Fig. 6. Administration of CCL7 inhibits tumorigenesis in KP mouse model.

a A scheme of administration of CCL7 in tumor-burdened KP or KP7 mice. KP or KP7 mice were intranasally injected with Ad-Cre (1.5 × 10⁶ pfu/mouse) for 6 weeks, followed by intranasal injection of Lenti-Vec or Lenti-CCL7 for 5 weeks before analysis. b IHC staining of CCL7 in lung sections of KP (n = 5 for Vec or CCL7) and KP7 (n = 3 or 4 for Vec or CCL7, respectively) mice treated as in a. c Kaplan–Meier survival analysis of KP mice infected with Lenti-Vec (n = 9) or Lenti-CCL7 (n = 12) (2.0 × 10⁶ pfu/mouse). d HE staining (left images) and tumor burden analysis (right graph) in lungs of KP (n = 5 for Vec or CCL7) or KP7 (n = 3 or 4 for Vec or CCL7, respectively) mice treated as in a. e Flow cytometry analysis of single-cell suspensions (left flow charts) and total cell numbers of tumor-burdened lungs (upper right graph) and numbers of cDC1 in tumor-burdened lungs (lower right graph) of KP (n = 5 for Vec or CCL7) or KP7 (n = 5 for Vec or CCL7) mice treated as in a. f, g IHC staining (f) and intensity or IOD analysis (g) of CD8, XCR1 and CD11c in tumor sections of KP (n = 5 for Vec or CCL7) mice treated as in a.
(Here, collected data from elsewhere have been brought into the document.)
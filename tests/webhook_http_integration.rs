//! Integration tests for the payment webhook endpoint.
//!
//! The responses are plain-text markers plus status codes that steer the
//! gateway's redelivery machinery; both are asserted exactly.

use std::sync::Arc;

use axum::body::Body;
use axum::http::{Request, StatusCode};
use axum::Router;
use serde_json::{json, Value};
use tower::ServiceExt;

use gastos_backend::adapters::gateway::MockPaymentGateway;
use gastos_backend::adapters::http::{
    app_router, AdminAppState, EventsAppState, WebhookAppState,
};
use gastos_backend::adapters::identity::MockIdentityProvider;
use gastos_backend::adapters::signature::UnverifiedSignatureVerifier;
use gastos_backend::adapters::store::InMemoryDocumentStore;

// =============================================================================
// Test Infrastructure
// =============================================================================

struct TestApp {
    router: Router,
    gateway: Arc<MockPaymentGateway>,
    store: Arc<InMemoryDocumentStore>,
}

fn test_app() -> TestApp {
    let identity = Arc::new(MockIdentityProvider::new());
    let store = Arc::new(InMemoryDocumentStore::new());
    let gateway = Arc::new(MockPaymentGateway::new());
    let signature = Arc::new(UnverifiedSignatureVerifier::new());

    let router = app_router(
        AdminAppState {
            identity,
            store: store.clone(),
        },
        WebhookAppState {
            gateway: gateway.clone(),
            store: store.clone(),
            signature,
        },
        EventsAppState {
            store: store.clone(),
        },
    );

    TestApp {
        router,
        gateway,
        store,
    }
}

async fn deliver(router: Router, uri: &str, body: Option<Value>) -> (StatusCode, String) {
    let payload = match body {
        Some(body) => Body::from(body.to_string()),
        None => Body::empty(),
    };
    let response = router
        .oneshot(
            Request::builder()
                .method("POST")
                .uri(uri)
                .header("content-type", "application/json")
                .body(payload)
                .unwrap(),
        )
        .await
        .unwrap();

    let status = response.status();
    let bytes = axum::body::to_bytes(response.into_body(), usize::MAX)
        .await
        .unwrap();
    (status, String::from_utf8(bytes.to_vec()).unwrap())
}

fn approved_payment(uid: &str, plan_id: &str) -> Value {
    json!({
        "id": 123456,
        "status": "approved",
        "transaction_amount": 999.5,
        "metadata": {"uid": uid, "planId": plan_id}
    })
}

// =============================================================================
// Normalization outcomes
// =============================================================================

#[tokio::test]
async fn non_payment_events_are_ignored() {
    let app = test_app();

    let (status, body) = deliver(
        app.router,
        "/webhooks/payments",
        Some(json!({"type": "plan", "data": {"id": "123"}})),
    )
    .await;

    assert_eq!(status, StatusCode::OK);
    assert_eq!(body, "ignored");
    assert_eq!(app.store.document_count(), 0);
}

#[tokio::test]
async fn payment_event_without_id_is_rejected() {
    let app = test_app();

    let (status, body) = deliver(
        app.router,
        "/webhooks/payments",
        Some(json!({"type": "payment"})),
    )
    .await;

    assert_eq!(status, StatusCode::BAD_REQUEST);
    assert_eq!(body, "missing payment id");
}

#[tokio::test]
async fn legacy_query_shape_without_body_is_accepted() {
    let app = test_app();
    app.store.insert("users/u-1", json!({"plan_id": "free"}));
    app.gateway
        .register_payment("123456", approved_payment("u-1", "premium"));

    let (status, body) = deliver(
        app.router,
        "/webhooks/payments?topic=payment&id=123456",
        None,
    )
    .await;

    assert_eq!(status, StatusCode::OK);
    assert_eq!(body, "ok");
    let profile = app.store.get_sync("users/u-1").unwrap();
    assert_eq!(profile["plan_id"], "premium");
}

// =============================================================================
// Gateway outcomes
// =============================================================================

#[tokio::test]
async fn payment_not_visible_yet_is_acknowledged() {
    let app = test_app();

    let (status, body) = deliver(
        app.router,
        "/webhooks/payments",
        Some(json!({"type": "payment", "data": {"id": "999"}})),
    )
    .await;

    assert_eq!(status, StatusCode::OK);
    assert_eq!(body, "payment not found yet");
}

#[tokio::test]
async fn unapproved_payment_is_acknowledged_without_side_effects() {
    let app = test_app();
    app.store.insert("users/u-1", json!({"plan_id": "free"}));
    app.gateway.register_payment(
        "123456",
        json!({"id": 123456, "status": "pending", "metadata": {"uid": "u-1", "planId": "premium"}}),
    );

    let (status, body) = deliver(
        app.router,
        "/webhooks/payments",
        Some(json!({"type": "payment", "data": {"id": "123456"}})),
    )
    .await;

    assert_eq!(status, StatusCode::OK);
    assert_eq!(body, "payment not approved");
    let profile = app.store.get_sync("users/u-1").unwrap();
    assert_eq!(profile["plan_id"], "free");
}

#[tokio::test]
async fn approved_payment_without_metadata_is_rejected() {
    let app = test_app();
    app.gateway
        .register_payment("123456", json!({"id": 123456, "status": "approved"}));

    let (status, body) = deliver(
        app.router,
        "/webhooks/payments",
        Some(json!({"type": "payment", "data": {"id": "123456"}})),
    )
    .await;

    assert_eq!(status, StatusCode::BAD_REQUEST);
    assert_eq!(body, "missing metadata");
}

#[tokio::test]
async fn gateway_failure_is_a_server_error() {
    let app = test_app();
    app.gateway.fail_next_fetch("connection reset");

    let (status, body) = deliver(
        app.router,
        "/webhooks/payments",
        Some(json!({"type": "payment", "data": {"id": "123456"}})),
    )
    .await;

    assert_eq!(status, StatusCode::INTERNAL_SERVER_ERROR);
    let json: Value = serde_json::from_str(&body).unwrap();
    assert_eq!(json["error"], "error fetching payment");
    assert!(json["message"].as_str().unwrap().contains("connection reset"));
}

// =============================================================================
// Plan activation
// =============================================================================

#[tokio::test]
async fn approved_payment_activates_plan_and_records_payment() {
    let app = test_app();
    app.store.insert(
        "users/u-1",
        json!({"name": "User", "plan_id": "free", "plan_expires_at": 123}),
    );
    app.gateway
        .register_payment("123456", approved_payment("u-1", "premium"));

    let (status, body) = deliver(
        app.router,
        "/webhooks/payments",
        Some(json!({"type": "payment", "action": "payment.updated", "data": {"id": "123456"}})),
    )
    .await;

    assert_eq!(status, StatusCode::OK);
    assert_eq!(body, "ok");

    let profile = app.store.get_sync("users/u-1").unwrap();
    assert_eq!(profile["plan_id"], "premium");
    assert_eq!(profile["plan_expires_at"], Value::Null);
    // Merge write: untouched fields survive
    assert_eq!(profile["name"], "User");

    let record = app
        .store
        .get_sync("payments/123456")
        .expect("payment record written");
    assert_eq!(record["uid"], "u-1");
    assert_eq!(record["planId"], "premium");
    assert_eq!(record["mpPaymentId"], "123456");
    assert_eq!(record["status"], "approved");
    assert_eq!(record["amount"], 999.5);
}

#[tokio::test]
async fn redelivery_of_an_applied_payment_is_idempotent() {
    let app = test_app();
    app.store.insert("users/u-1", json!({"plan_id": "free"}));
    app.gateway
        .register_payment("123456", approved_payment("u-1", "premium"));

    let delivery = json!({"type": "payment", "data": {"id": "123456"}});
    let (status, body) = deliver(app.router.clone(), "/webhooks/payments", Some(delivery.clone())).await;
    assert_eq!((status, body.as_str()), (StatusCode::OK, "ok"));

    let (status, body) = deliver(app.router, "/webhooks/payments", Some(delivery)).await;
    assert_eq!((status, body.as_str()), (StatusCode::OK, "ok"));

    // Exactly one profile and one payment record
    assert_eq!(app.store.document_count(), 2);
}

#[tokio::test]
async fn store_failure_during_activation_is_a_server_error() {
    let app = test_app();
    app.store.insert("users/u-1", json!({"plan_id": "free"}));
    app.gateway
        .register_payment("123456", approved_payment("u-1", "premium"));
    app.store.fail_next_write("simulated outage");

    let (status, body) = deliver(
        app.router,
        "/webhooks/payments",
        Some(json!({"type": "payment", "data": {"id": "123456"}})),
    )
    .await;

    assert_eq!(status, StatusCode::INTERNAL_SERVER_ERROR);
    let json: Value = serde_json::from_str(&body).unwrap();
    assert_eq!(json["error"], "firestore error");
    assert!(json["message"].as_str().unwrap().contains("simulated outage"));
}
Log-rank analysis (c) or two-tailed student’s t-test (d, e, g). Graph shows mean ± SEM (d, e, and g). Scale bars, 500 μm (b), 5 mm (d) and 50 μm (f), respectively. Data are combined results of two independent experiments (c) or representatives of two independent experiments (d–g). Source data are provided as a source data file.